▶ WORK ITEM: Within the records that follow, count the lines containing the string "description". Reply only with the count.

[[ INFORMATION PROVIDED open ]]

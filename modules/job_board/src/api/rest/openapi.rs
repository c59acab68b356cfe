use utoipa::openapi::security::{HttpAuthScheme, HttpBuilder, SecurityScheme};
use utoipa::{Modify, OpenApi};

use crate::api::rest::{dto, handlers};

/// OpenAPI fragment for the job board routes
#[derive(OpenApi)]
#[openapi(
    paths(
        handlers::register,
        handlers::login,
        handlers::me,
        handlers::update_profile,
        handlers::list_jobs,
        handlers::get_job,
        handlers::create_job,
        handlers::update_job,
        handlers::delete_job,
        handlers::employer_jobs,
        handlers::apply,
        handlers::my_applications,
        handlers::employer_applications,
        handlers::job_applications,
        handlers::update_application,
        handlers::create_company,
        handlers::update_company,
        handlers::my_companies,
    ),
    components(schemas(
        dto::UserTypeDto,
        dto::JobTypeDto,
        dto::ExperienceLevelDto,
        dto::ApplicationStatusDto,
        dto::UserDto,
        dto::AuthResponse,
        dto::RegisterReq,
        dto::LoginReq,
        dto::UpdateProfileReq,
        dto::CompanyDto,
        dto::CreateCompanyReq,
        dto::UpdateCompanyReq,
        dto::JobDto,
        dto::JobWithCompanyDto,
        dto::CreateJobReq,
        dto::UpdateJobReq,
        dto::ApplicationDto,
        dto::ApplicationWithJobDto,
        dto::ApplyReq,
        dto::UpdateApplicationReq,
    )),
    modifiers(&SecurityAddon),
    tags(
        (name = "auth", description = "Registration, login and profile"),
        (name = "jobs", description = "Job postings and search"),
        (name = "applications", description = "Job applications"),
        (name = "companies", description = "Employer companies"),
    )
)]
pub struct ApiDoc;

struct SecurityAddon;

impl Modify for SecurityAddon {
    fn modify(&self, openapi: &mut utoipa::openapi::OpenApi) {
        let components = openapi.components.get_or_insert_with(Default::default);
        components.add_security_scheme(
            "bearer_auth",
            SecurityScheme::Http(
                HttpBuilder::new()
                    .scheme(HttpAuthScheme::Bearer)
                    .bearer_format("JWT")
                    .build(),
            ),
        );
    }
}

[[ INFORMATION PROVIDED closed ]]

▶ RESULT OF THE EXERCISE: 4